It is not a far fetched scenario for the main FM transmitter site to be out of commission and will not be available or accessible for some prolonged period of time. There might also be mitigating circumstances such as catastrophic tower failure, destruction of transmitter building, flooding, or other major infrastructure disruptions. In those situations, calling the broadcast supply vendor of choice for a replacement might not be an option.
It has happened before…
All of these things got me to thinking about how to fabricate a reliable FM broadcast antenna from simple materials available on hand. The FCC allows for temporary operation with an emergency antenna in part 73.1680, which reads:
(a) An emergency antenna is one that is erected for temporary use after the authorized main and auxiliary antennas are damaged and cannot be used.

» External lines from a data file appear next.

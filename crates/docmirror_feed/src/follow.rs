//! Running a feed on a background thread.

use crate::error::FeedResult;
use crate::feed::ChangeFeed;
use crate::notify::StopHandle;
use crate::record::Record;
use crate::source::SourceLog;
use std::sync::mpsc::{self, Receiver};
use std::thread::{self, JoinHandle};
use tracing::debug;

/// A feed running on its own thread.
///
/// Batches arrive on [`Follower::receiver`] as materialized vectors. The
/// channel is bounded, so a slow consumer holds the feed back.
#[derive(Debug)]
pub struct Follower {
    /// Completed batches.
    pub receiver: Receiver<Vec<Record>>,
    handle: JoinHandle<FeedResult<()>>,
    stop: StopHandle,
}

impl Follower {
    /// Asks the feed to finish after its current wait.
    pub fn stop(&self) {
        self.stop.stop();
    }

    /// Waits for the feed thread to finish and returns its outcome.
    ///
    /// A panic on the feed thread is resumed on the caller.
    pub fn join(self) -> FeedResult<()> {
        match self.handle.join() {
            Ok(result) => result,
            Err(panic) => std::panic::resume_unwind(panic),
        }
    }
}

/// Spawn `feed` on a thread, sending each batch over a channel holding at
/// most `capacity` batches.
///
/// The thread ends when the feed drains, a batch fails, or the receiver
/// is dropped.
pub fn follow_in_background<S>(mut feed: ChangeFeed<S>, capacity: usize) -> Follower
where
    S: SourceLog + Send + 'static,
{
    let (tx, receiver) = mpsc::sync_channel(capacity);
    let stop = feed.stop_handle();
    let handle = thread::spawn(move || {
        while let Some(batch) = feed.next_batch() {
            let records = batch.collect::<FeedResult<Vec<_>>>()?;
            if tx.send(records).is_err() {
                debug!("follower receiver dropped");
                break;
            }
        }
        Ok(())
    });
    Follower {
        receiver,
        handle,
        stop,
    }
}
//! Error types for the change feed.

use crate::record::Tid;
use thiserror::Error;

/// Result type for feed operations.
pub type FeedResult<T> = Result<T, FeedError>;

/// Errors that can occur while reading the source log.
#[derive(Error, Debug)]
pub enum FeedError {
    /// Reading records after a tid failed.
    #[error("reading updates after tid {tid} failed: {message}")]
    Source {
        /// The tid the failed read started after.
        tid: Tid,
        /// Error message.
        message: String,
    },

    /// Listening for or receiving change notifications failed.
    #[error("notification error: {message}")]
    Notify {
        /// Error message.
        message: String,
    },

    /// A source log query unrelated to paging failed.
    #[error("source query failed: {0}")]
    Query(String),

    /// The notification channel was closed by the source.
    #[error("notification channel closed")]
    Closed,
}

impl FeedError {
    /// Create a source read error.
    pub fn source(tid: Tid, message: impl Into<String>) -> Self {
        Self::Source {
            tid,
            message: message.into(),
        }
    }

    /// Create a notification error.
    pub fn notify(message: impl Into<String>) -> Self {
        Self::Notify {
            message: message.into(),
        }
    }

    /// Create a query error.
    pub fn query(message: impl Into<String>) -> Self {
        Self::Query(message.into())
    }
}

(b) Prior authority from the FCC is not required by licensees and permittees to erect and commence operations using an emergency antenna to restore program service to the public. However, an informal letter request to continue operation with the emergency antenna must be made within 24 hours to the FCC in Washington, DC, Attention: Audio Division (radio) or Video Division (television), Media Bureau, within 24 hours after commencement of its use. The request is to include a description of the damage to the authorized antenna, a description of the emergency antenna, and the station operating power with the emergency antenna.

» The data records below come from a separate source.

//! Whole-record conversion.
//!
//! A stored record is a class pickle followed by a state pickle.
//! [`RecordTransform`] decodes both, extracts the class name, applies the
//! skip predicate and the optional state hook, and produces the three
//! values a document row needs.

use crate::decoder::GraphDecoder;
use crate::error::{CodecError, CodecResult};
use crate::graph::{Node, NodeArena, NodeId};
use crate::projector::{scrub_json, JsonOptions, JsonProjector};
use crate::reducers::ReducerRegistry;
use std::fmt;
use std::sync::Arc;
use tracing::{debug, error};

/// Number of raw bytes included in conversion failure logs.
const LOG_PREFIX_LEN: usize = 50;

/// Decides whether records of a class are left out.
pub type SkipPredicate = Arc<dyn Fn(&str) -> bool + Send + Sync>;

/// Rewrites a record's state JSON.
///
/// Called with the class name and the state JSON. `None` keeps the state,
/// an empty string skips the record, anything else replaces the state.
pub type StateHook = Arc<dyn Fn(&str, &str) -> Option<String> + Send + Sync>;

/// A converted record.
#[derive(Debug, Clone, PartialEq, Eq)]
pub struct DecodedRecord {
    /// Dotted class name.
    pub class_name: String,
    /// The raw bytes of the class pickle, through its STOP opcode.
    pub header_bytes: Vec<u8>,
    /// The state as JSON text.
    pub state_json: String,
}

/// Why a record produced no document.
#[derive(Debug, Clone, PartialEq, Eq)]
pub enum SkipReason {
    /// The raw data was empty (a deleted object).
    Empty,
    /// The skip predicate matched the class.
    Filtered {
        /// Dotted class name.
        class_name: String,
    },
    /// The state hook returned an empty string.
    Declined {
        /// Dotted class name.
        class_name: String,
    },
    /// Decoding or projection failed.
    Failed(CodecError),
}

impl fmt::Display for SkipReason {
    fn fmt(&self, f: &mut fmt::Formatter<'_>) -> fmt::Result {
        match self {
            Self::Empty => write!(f, "empty record"),
            Self::Filtered { class_name } => write!(f, "class {class_name} is skipped"),
            Self::Declined { class_name } => write!(f, "hook declined {class_name}"),
            Self::Failed(err) => write!(f, "conversion failed: {err}"),
        }
    }
}

/// Outcome of converting one record.
#[derive(Debug, Clone, PartialEq, Eq)]
pub enum Transformed {
    /// A document to store.
    Record(DecodedRecord),
    /// No document for this record.
    Skip(SkipReason),
}

impl Transformed {
    /// Returns true for [`Transformed::Skip`].
    pub fn is_skip(&self) -> bool {
        matches!(self, Self::Skip(_))
    }

    /// The decoded record, if there is one.
    pub fn into_record(self) -> Option<DecodedRecord> {
        match self {
            Self::Record(record) => Some(record),
            Self::Skip(_) => None,
        }
    }
}

/// The default skip predicate: B-tree internals and blobs.
pub fn default_skip(class_name: &str) -> bool {
    class_name.starts_with("BTrees.") || class_name.starts_with("ZODB.blob")
}

/// Converts raw records to [`DecodedRecord`]s.
#[derive(Clone)]
pub struct RecordTransform {
    registry: ReducerRegistry,
    options: JsonOptions,
    skip: SkipPredicate,
    hook: Option<StateHook>,
}

impl RecordTransform {
    /// Create a transform with the built-in reducers, compact output and
    /// the default skip predicate.
    pub fn new() -> Self {
        Self {
            registry: ReducerRegistry::new(),
            options: JsonOptions::compact(),
            skip: Arc::new(default_skip),
            hook: None,
        }
    }

    /// Use a different reducer registry.
    pub fn with_registry(mut self, registry: ReducerRegistry) -> Self {
        self.registry = registry;
        self
    }

    /// Use different output options.
    pub fn with_options(mut self, options: JsonOptions) -> Self {
        self.options = options;
        self
    }

    /// Replace the skip predicate.
    pub fn with_skip<F>(mut self, skip: F) -> Self
    where
        F: Fn(&str) -> bool + Send + Sync + 'static,
    {
        self.skip = Arc::new(skip);
        self
    }

    /// Install a state hook.
    pub fn with_hook<F>(mut self, hook: F) -> Self
    where
        F: Fn(&str, &str) -> Option<String> + Send + Sync + 'static,
    {
        self.hook = Some(Arc::new(hook));
        self
    }

    /// The reducer registry in use.
    pub fn registry(&self) -> &ReducerRegistry {
        &self.registry
    }

    /// Convert one record. Never fails: problems are logged and turn into
    /// [`Transformed::Skip`].
    pub fn transform(&self, object_id: u64, raw: &[u8]) -> Transformed {
        if raw.is_empty() {
            return Transformed::Skip(SkipReason::Empty);
        }
        match self.try_transform(raw) {
            Ok(transformed) => {
                if let Transformed::Skip(reason) = &transformed {
                    debug!(object_id, %reason, "record skipped");
                }
                transformed
            }
            Err(err) => {
                error!(
                    object_id,
                    error = %err,
                    prefix = ?&raw[..raw.len().min(LOG_PREFIX_LEN)],
                    "failed to convert record"
                );
                Transformed::Skip(SkipReason::Failed(err))
            }
        }
    }

    /// Convert one record, returning errors instead of logging them.
    ///
    /// # Errors
    ///
    /// Fails when either pickle cannot be decoded, the class name cannot be
    /// determined, or the state cannot be projected.
    pub fn try_transform(&self, raw: &[u8]) -> CodecResult<Transformed> {
        if raw.is_empty() {
            return Ok(Transformed::Skip(SkipReason::Empty));
        }
        let mut decoder = GraphDecoder::new(raw, &self.registry);
        let class_root = decoder.decode_next()?;
        let header_len = decoder.position();
        let class_name = class_name_of(decoder.arena(), class_root)?;
        if (self.skip)(&class_name) {
            return Ok(Transformed::Skip(SkipReason::Filtered { class_name }));
        }

        let state_root = decoder.decode_next()?;
        let arena = decoder.arena();
        let mut state_json = JsonProjector::new(arena, state_root).to_json(state_root, self.options)?;

        if let Some(hook) = &self.hook {
            match hook(&class_name, &state_json) {
                None => {}
                Some(replacement) if replacement.is_empty() => {
                    return Ok(Transformed::Skip(SkipReason::Declined { class_name }));
                }
                Some(replacement) => state_json = replacement,
            }
        }

        Ok(Transformed::Record(DecodedRecord {
            class_name,
            header_bytes: raw[..header_len].to_vec(),
            state_json: scrub_json(&state_json),
        }))
    }
}

impl Default for RecordTransform {
    fn default() -> Self {
        Self::new()
    }
}

impl fmt::Debug for RecordTransform {
    fn fmt(&self, f: &mut fmt::Formatter<'_>) -> fmt::Result {
        f.debug_struct("RecordTransform")
            .field("registry", &self.registry)
            .field("options", &self.options)
            .field("hook", &self.hook.is_some())
            .finish_non_exhaustive()
    }
}

/// Extracts the class name from a decoded class pickle.
///
/// The class pickle is either a class reference, or a pair whose first
/// element is a class reference or a `(module, name)` sequence of strings.
pub fn class_name_of(arena: &NodeArena, root: NodeId) -> CodecResult<String> {
    let class = match arena.resolved(root) {
        Node::GlobalRef { name } => return Ok(name.clone()),
        Node::Sequence { items, .. } => match items.as_slice() {
            [class, _args] => *class,
            _ => {
                return Err(CodecError::class_name(format!(
                    "expected a (class, args) pair, got {} items",
                    items.len()
                )))
            }
        },
        _ => return Err(CodecError::class_name("class pickle is not a class or pair")),
    };
    match arena.resolved(class) {
        Node::GlobalRef { name } => Ok(name.clone()),
        Node::Sequence { items, .. } => items
            .iter()
            .map(|item| {
                arena
                    .as_str(*item)
                    .ok_or_else(|| CodecError::class_name("class name parts must be strings"))
            })
            .collect::<CodecResult<Vec<_>>>()
            .map(|parts| parts.join(".")),
        _ => Err(CodecError::class_name("first element is not a class")),
    }
}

(1) AM stations. AM stations may use a horizontal or vertical wire or a nondirectional vertical element of a directional antenna as an emergency antenna. AM stations using an emergency nondirectional antenna or a horizontal or vertical wire pursuant to this section, in lieu or authorized directional facilities, shall operate with power reduced to 25% or less of the nominal licensed power, or, a higher power, not exceeding licensed power, while insuring that the radiated filed strength does not exceed that authorized in any given azimuth for the corresponding hours of directional operation.

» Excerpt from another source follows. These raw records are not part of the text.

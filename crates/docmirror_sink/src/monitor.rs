//! Replication lag check for process monitors.

use crate::error::SinkResult;
use crate::store::DocumentStore;
use docmirror_feed::tid::lag_seconds;
use docmirror_feed::{SourceLog, Tid};
use std::fmt;
use tracing::warn;

/// Outcome class of a lag check.
#[derive(Debug, Clone, Copy, PartialEq, Eq, PartialOrd, Ord)]
pub enum Status {
    /// Caught up, or nothing to do.
    Ok,
    /// Behind by at least the warning threshold.
    Warning,
    /// Too far behind, or an inconsistent state.
    Error,
}

impl Status {
    /// Process exit code for this status.
    pub fn exit_code(self) -> u8 {
        match self {
            Self::Ok => 0,
            Self::Warning => 1,
            Self::Error => 2,
        }
    }
}

impl fmt::Display for Status {
    fn fmt(&self, f: &mut fmt::Formatter<'_>) -> fmt::Result {
        f.write_str(match self {
            Self::Ok => "OK",
            Self::Warning => "WARNING",
            Self::Error => "ERROR",
        })
    }
}

/// Warning and error thresholds, in seconds of lag.
#[derive(Debug, Clone, Copy, PartialEq)]
pub struct LagThresholds {
    /// Lag at or above this is a warning.
    pub warning: f64,
    /// Lag at or above this is an error.
    pub error: f64,
}

impl LagThresholds {
    /// Creates thresholds.
    pub const fn new(warning: f64, error: f64) -> Self {
        Self { warning, error }
    }

    /// Classifies a lag.
    pub fn classify(&self, lag: f64) -> Status {
        if lag < self.warning {
            Status::Ok
        } else if lag < self.error {
            Status::Warning
        } else {
            Status::Error
        }
    }
}

/// Result of a lag check.
#[derive(Debug, Clone, PartialEq)]
pub struct LagReport {
    /// Outcome class.
    pub status: Status,
    /// Human-readable summary.
    pub message: String,
    /// Seconds between the checkpoint and the newest source commit, when
    /// both exist.
    pub lag: Option<f64>,
}

impl LagReport {
    fn new(status: Status, message: &str, lag: Option<f64>) -> Self {
        Self {
            status,
            message: message.to_string(),
            lag,
        }
    }

    /// Process exit code.
    pub fn exit_code(&self) -> u8 {
        self.status.exit_code()
    }

    /// The single status line, with the lag as a metric when measured.
    pub fn line(&self) -> String {
        match self.lag {
            Some(lag) => format!("{} | {lag:.3}", self.message),
            None => self.message.clone(),
        }
    }
}

impl fmt::Display for LagReport {
    fn fmt(&self, f: &mut fmt::Formatter<'_>) -> fmt::Result {
        f.write_str(&self.line())
    }
}

/// Compares the checkpoint of `client_id` with the newest source commit.
///
/// Reads only; nothing is created or committed.
pub fn check<S, D>(source: &mut S, store: &mut D, client_id: &str, thresholds: LagThresholds) -> SinkResult<LagReport>
where
    S: SourceLog + ?Sized,
    D: DocumentStore + ?Sized,
{
    if !store.checkpoint_table_exists()? {
        return Ok(anomaly(Status::Error, "Updater has not run"));
    }
    let checkpoint = store.load_checkpoint(client_id)?.filter(|tid| *tid >= 0);
    let newest = source.max_tid()?;
    let report = match (checkpoint, newest) {
        (None, None) => LagReport::new(Status::Ok, "No transactions", None),
        (Some(_), None) => anomaly(Status::Error, "Updater saw data but there was None"),
        (None, Some(_)) => anomaly(Status::Error, "Updater hasn't done anything"),
        (Some(checkpoint), Some(newest)) => compare(checkpoint, newest, thresholds),
    };
    Ok(report)
}

fn compare(checkpoint: Tid, newest: Tid, thresholds: LagThresholds) -> LagReport {
    if checkpoint > newest {
        return anomaly(Status::Error, "Updater is ahead");
    }
    let lag = lag_seconds(checkpoint, newest).unwrap_or(0.0).max(0.0);
    let status = thresholds.classify(lag);
    let message = match status {
        Status::Ok => "OK",
        Status::Warning => "Updater is behind",
        Status::Error => "Updater is too far behind",
    };
    LagReport::new(status, message, Some(lag))
}

fn anomaly(status: Status, message: &str) -> LagReport {
    warn!(%status, message, "monitor anomaly");
    LagReport::new(status, message, None)
}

(2) FM, TV and Class A TV stations. FM, TV and Class A TV stations may erect any suitable radiator, or use operable sections of the authorized antenna(s) as an emergency antenna.
(c) The FCC may prescribe the output power, radiation limits, or other operating conditions when using an emergency antenna, and emergency antenna authorizations may be modified or terminated in the event harmful interference is caused to other stations or services by the use of an emergency antenna.
In this situation, making a circularly polarized antenna would be overly complicated, so either a horizontally or vertically polarized antenna would be the most likely scenario. There are a few antenna types that readily lend themselves to field expedient fabrication.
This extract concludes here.